Chronik | Welt
02.11.2018

In Fluss gestürzt: Streit mit Busfahrer forderte 13 Tote

Eine unzufriedene Passagierin verursachte in China einen folgenschweren Unfall mit zahlreichen Toten.

Ein Handgemenge zwischen einem Busfahrer und einer Passagierin hat in China zu einem tödlichen Verkehrsunfall geführt, bei dem mindestens 13 Menschen gestorben sind. Wie am Freitag von der Polizei veröffentlichte Videoaufnahmen zeigen, schlug die Frau den Busfahrer mit einem Gegenstand auf den Kopf, woraufhin dieser mit einer Hand zurückschlug.

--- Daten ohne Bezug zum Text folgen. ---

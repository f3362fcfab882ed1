//! Post handlers: home feed, detail page and the author-only mutations.

use actix_web::{HttpResponse, web};
use chrono::Utc;

use blogicum_core::access::ensure_post_author;
use blogicum_core::domain::{Post, PostDraft};
use blogicum_core::error::DomainError;
use blogicum_core::pagination::FEED_PAGE_SIZE;
use blogicum_core::ports::Notification;
use blogicum_core::visibility::{PostFilter, Visibility};
use blogicum_shared::dto::PostDetailResponse;
use blogicum_shared::forms::PostForm;

use super::present::Presenter;
use super::{FormBody, HOME_URL, PageQuery, form_data, post_url, redirect};
use crate::middleware::auth::{Identity, OptionalIdentity};
use crate::middleware::error::{AppError, AppResult};
use crate::state::AppState;

/// Validate a submitted post form, including its references.
async fn draft_from_form(state: &AppState, form: PostForm) -> AppResult<PostDraft> {
    let mut errors = form.validate();

    if let Some(id) = form.category_id {
        if state.categories.find_by_id(id).await?.is_none() {
            errors.push(format!("category_id: Category {id} does not exist."));
        }
    }
    if let Some(id) = form.location_id {
        if state.locations.find_by_id(id).await?.is_none() {
            errors.push(format!("location_id: Location {id} does not exist."));
        }
    }

    match (errors.is_empty(), form.pub_date) {
        (true, Some(pub_date)) => Ok(PostDraft {
            title: form.title,
            text: form.text,
            pub_date,
            is_published: form.is_published,
            category_id: form.category_id,
            location_id: form.location_id,
            image: form.image.filter(|i| !i.is_empty()),
        }),
        _ => Err(AppError::Validation(errors)),
    }
}

/// Load a post for an author-only action. Missing posts are 404, foreign
/// posts send the viewer back to the detail page.
async fn owned_post(state: &AppState, post_id: i64, identity: &OptionalIdentity) -> AppResult<Post> {
    let post = state
        .posts
        .find_by_id(post_id)
        .await?
        .ok_or_else(|| DomainError::not_found("Post", post_id))?;

    ensure_post_author(&post, identity.viewer()).inspect_err(|_| {
        tracing::debug!(post_id, "Non-author redirected from post mutation");
    })?;

    Ok(post)
}

/// GET /
pub async fn feed(
    state: web::Data<AppState>,
    _identity: Identity,
    query: web::Query<PageQuery>,
) -> AppResult<HttpResponse> {
    let page = state
        .posts
        .list(PostFilter::feed(Utc::now()), query.request(FEED_PAGE_SIZE)?)
        .await?;

    let response = Presenter::new(&state).posts(page).await?;
    Ok(HttpResponse::Ok().json(response))
}

/// GET /posts/{post_id}
pub async fn detail(
    state: web::Data<AppState>,
    identity: OptionalIdentity,
    path: web::Path<i64>,
) -> AppResult<HttpResponse> {
    let post_id = path.into_inner();
    let visibility = Visibility::for_detail(identity.viewer(), Utc::now());

    let post = state
        .posts
        .find_visible(post_id, visibility)
        .await?
        .ok_or_else(|| DomainError::not_found("Post", post_id))?;
    let comments = state.comments.list_for_post(post_id).await?;

    let mut presenter = Presenter::new(&state);
    let post = presenter.post(post, comments.len() as u64).await?;
    let mut thread = Vec::with_capacity(comments.len());
    for comment in comments {
        thread.push(presenter.comment(comment).await?);
    }

    Ok(HttpResponse::Ok().json(PostDetailResponse {
        post,
        comments: thread,
    }))
}

/// GET /posts/new - initial form values.
pub async fn new_form(_identity: Identity) -> HttpResponse {
    HttpResponse::Ok().json(PostForm {
        title: String::new(),
        text: String::new(),
        pub_date: Some(Utc::now()),
        is_published: true,
        category_id: None,
        location_id: None,
        image: None,
    })
}

/// POST /posts/new
pub async fn create(
    state: web::Data<AppState>,
    identity: Identity,
    body: FormBody<PostForm>,
) -> AppResult<HttpResponse> {
    let draft = draft_from_form(&state, form_data(body)?).await?;
    let post = state.posts.save(Post::new(identity.user_id, draft)).await?;

    tracing::info!(post_id = post.id, user_id = identity.user_id, "Post created");

    if let Err(e) = state
        .notifier
        .notify(Notification::post_created(&post.title))
        .await
    {
        tracing::warn!(post_id = post.id, error = %e, "Post notification failed");
    }

    Ok(redirect(post_url(post.id)))
}

/// GET /posts/{post_id}/edit - current values.
pub async fn edit_form(
    state: web::Data<AppState>,
    identity: OptionalIdentity,
    path: web::Path<i64>,
) -> AppResult<HttpResponse> {
    let post = owned_post(&state, path.into_inner(), &identity).await?;
    let comment_count = state.comments.list_for_post(post.id).await?.len() as u64;
    let response = Presenter::new(&state).post(post, comment_count).await?;
    Ok(HttpResponse::Ok().json(response))
}

/// POST /posts/{post_id}/edit
pub async fn update(
    state: web::Data<AppState>,
    identity: OptionalIdentity,
    path: web::Path<i64>,
    body: FormBody<PostForm>,
) -> AppResult<HttpResponse> {
    let mut post = owned_post(&state, path.into_inner(), &identity).await?;
    let draft = draft_from_form(&state, form_data(body)?).await?;

    post.apply(draft);
    let post = state.posts.save(post).await?;

    tracing::info!(post_id = post.id, "Post updated");
    Ok(redirect(post_url(post.id)))
}

/// GET /posts/{post_id}/delete - the post about to be deleted.
pub async fn delete_form(
    state: web::Data<AppState>,
    identity: OptionalIdentity,
    path: web::Path<i64>,
) -> AppResult<HttpResponse> {
    edit_form(state, identity, path).await
}

/// POST /posts/{post_id}/delete
pub async fn delete(
    state: web::Data<AppState>,
    identity: OptionalIdentity,
    path: web::Path<i64>,
) -> AppResult<HttpResponse> {
    let post = owned_post(&state, path.into_inner(), &identity).await?;
    state.posts.delete(post.id).await?;

    tracing::info!(post_id = post.id, "Post deleted");
    Ok(redirect(HOME_URL))
}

Als die Frau ein weiteres Mal ausholte, riss der Fahrer das Lenkrad nach links. Der Bus geriet in den entgegenkommenden Verkehr, rammte ein Auto, durchbrach die Brüstung einer Brücke und stürzte in den Fluss Jangtse.

Nach Angaben der Polizei konnten 13 Leichen aus dem Fluss geborgen werden, zwei weitere Menschen wurden vermisst. Der Unfall ereignete sich demnach bereits am Sonntag in der südwestchinesischen Stadt Chongqing.

Weigerung zu halten

Ausgelöst wurde das Unglück laut Polizei durch die Weigerung des Busfahrers, außerplanmäßig zu halten. Demnach hatte die 48-jährige Frau ihre Haltestelle verpasst und den Fahrer gebeten, für sie zu stoppen. Als der Chauffeur sich geweigert habe, hätten die beiden angefangen zu schreien und sich unflätig beschimpft, erklärte die Polizei im Online-Dienst Weibo, dem chinesischen Pendant zu Twitter.

Bei der Suche nach den verunglückten Insassen und dem Bus wurden mehr als 70 Boote sowie Taucher und Unterwasserroboter eingesetzt. "15 Leben waren im Nu ausgelöscht - die Lektionen daraus sind sehr schmerzvoll", erklärte die Polizei.

Tödliche Verkehrsunfälle sind keine Seltenheit in China, da die Straßenverkehrsvorschriften oft ignoriert werden. Im Jahr 2015 kamen dabei nach offiziellen Angaben 58.000 Menschen ums Leben. Zu 90 Prozent waren Verstöße gegen die Verkehrsregeln der Grund.